Newcastle City Council has opted for Microsoft's cloud products as a way to migrate from complex on-premise systems to digital services and free up IT staff.
Paul Calland, enterprise architect at Newcastle City Council, said in an interview with V3 that the IT overhaul was part of a move to simplify the council's infrastructure and allow employees to "do more with less" amid tightened budgets.
"We had a traditional on-premise infrastructure, as you would expect - Exchange farm, Windows Server, file share - all growing incredibly fast," he said.
"It was becoming overly complex with a massive server farm, reliability issues, third-party software and lots of points of failure. With the background agenda of having to save money, it was a case of needing to take control."
"The best solution for us at that time was to go a cloud provider and remove a lot of the day-to-day technical tasks that were consuming a lot of our time, and to concentrate our technical staff on more of the high-end intellect tasks that we thought were a better use of their time."
The move from legacy systems to the cloud began in summer 2014, as the council looked to shift from Windows XP and Office 2003 to cloud-powered alternatives such as Office 365, SharePoint and OneDrive.
Calland explained that 4,500 council workers had been moved onto Office 365 and a new email system supported by Microsoft Exchange Online within 14 days of starting the project.
Security and identification verification was shifted to multi-factor authentication powered by Microsoft's Azure cloud platform.
The cloud tools allowed the council's staff to work better together and share files and documents without needing IT teams to set up the necessary systems.
Jim Lowden, head of ICT at the council, told V3 that one of the drivers of this change was the pace of technology development in the consumer world influencing the type of services and products people want to use at work.
"As we developed our technology strategy, one of the things that we were noting was that people at home want a new experience all the time. People see new things coming in and they come into work and everything is behind [consumer technology]," he said.
Microsoft's cloud products provided workers with tools and services similar to the software they were using before the IT overhaul and at home.
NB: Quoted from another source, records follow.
//! Which fixed-image voxels a metric evaluation looks at.

use crate::error::Result;
use crate::validation::validate_sampling_percentage;
use burn::tensor::backend::Backend;
use burn::tensor::{Tensor, TensorData};
use rand::{Rng, RngCore};
use seqalign_core::image::generate_index_grid;
use serde::{Deserialize, Serialize};

/// Random sampling never draws fewer voxels than this, unless the image has fewer.
pub const MINIMUM_RANDOM_SAMPLES: usize = 4096;

/// Metric sampling strategy over the fixed image.
#[derive(Debug, Clone, Copy, PartialEq, Serialize, Deserialize)]
#[serde(tag = "kind", rename_all = "lowercase")]
pub enum SamplingStrategy {
    /// Every voxel, every iteration.
    Full,
    /// A fresh uniform draw of `round(percentage * N)` voxels per evaluation,
    /// at least [`MINIMUM_RANDOM_SAMPLES`] and at most `N`, each jittered within
    /// its voxel.
    Random { percentage: f64 },
}

impl Default for SamplingStrategy {
    fn default() -> Self {
        SamplingStrategy::Random { percentage: 0.01 }
    }
}

impl SamplingStrategy {
    pub fn validate(&self) -> Result<()> {
        match self {
            SamplingStrategy::Full => Ok(()),
            SamplingStrategy::Random { percentage } => validate_sampling_percentage(*percentage),
        }
    }

    /// Number of samples drawn from a volume of `total` voxels.
    pub fn sample_count(&self, total: usize) -> usize {
        match self {
            SamplingStrategy::Full => total,
            SamplingStrategy::Random { percentage } => {
                ((percentage * total as f64).round() as usize).max(MINIMUM_RANDOM_SAMPLES).min(total)
            }
        }
    }

    /// Continuous indices `[N, 3]` (x, y, z) of the samples for a `[z, y, x]` shape.
    ///
    /// `Full` returns the voxel centers in memory order; `Random` consumes the
    /// generator and returns jittered positions clamped to the voxel grid.
    pub fn sample_indices<B: Backend>(&self, shape: [usize; 3], rng: &mut dyn RngCore, device: &B::Device) -> Tensor<B, 2> {
        let [d, h, w] = shape;
        let total = d * h * w;
        match self {
            SamplingStrategy::Full => generate_index_grid::<B>(shape, device),
            SamplingStrategy::Random { .. } => {
                let count = self.sample_count(total);
                let limits = [w, h, d].map(|n| n.saturating_sub(1) as f64);
                let mut coords = Vec::with_capacity(count * 3);
                for _ in 0..count {
                    let flat = rng.gen_range(0..total);
                    let voxel = [flat % w, (flat / w) % h, flat / (w * h)];
                    for axis in 0..3 {
                        let jitter = rng.gen::<f64>() - 0.5;
                        let c = (voxel[axis] as f64 + jitter).clamp(0.0, limits[axis]);
                        coords.push(c as f32);
                    }
                }
                Tensor::<B, 1>::from_data(TensorData::new(coords, [count * 3]), device).reshape([count, 3])
            }
        }
    }
}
This cut out the need to retrain less technical-savvy workers or deal with the disruption of adopting completely unfamiliar software.
"It needed to be a seamless transition. It was a case of we've got staff onsite with specific skills, and the more seamless we can make that transition the better. And we're in a position now where it's difficult to differentiate when you're on cloud and when you're on-premise from a user's perspective," he said.
Secure remote working
Newcastle City Council staff can now work remotely by logging into Outlook, Skype for Business and SharePoint through web-based apps.
However, Calland said that, in order to keep the council's data secure, workers can use these web versions of the Office 365 suite only when they are working remotely to prevent sensitive data being downloaded onto devices outside the council's IT boundaries.
"We're trying to be sensible and pragmatic about the level of controls," he said. "We want flexibility, we want people to be able to work from home and work on different types of devices, but we don't allow people to connect their traditional desktop applications or the Office 365 apps when they're off the corporate network on a personal device."
He also explained that the council is adopting a "cloud first" approach and the next stage of the IT transformation will involve the use of more cloud-based products, services and platforms to propel the council away from legacy systems and the delivery of services that require paper forms.
The IT team will look at the services that it can push into the cloud on a cost versus efficiency basis, and ensure that changes benefit the council as a whole and don't just remove the strain of systems maintenance on the IT team and its resources.
The council will also explore the use of Azure to run the development and testing of new digital council services in a cloud environment, rather than needing to set up and support testing systems onsite.
It will also explore the use of Skype for Business features that allow town hall-style meetings to be conducted remotely. Calland said that the council will look at adopting Windows 10 and Office 2016, and using business intelligence tools to make decisions based on insights gleaned from council data.
Newcastle is not alone in exploring the cloud. Essex County Council looked to the cloud to build on its IT mobility strategy.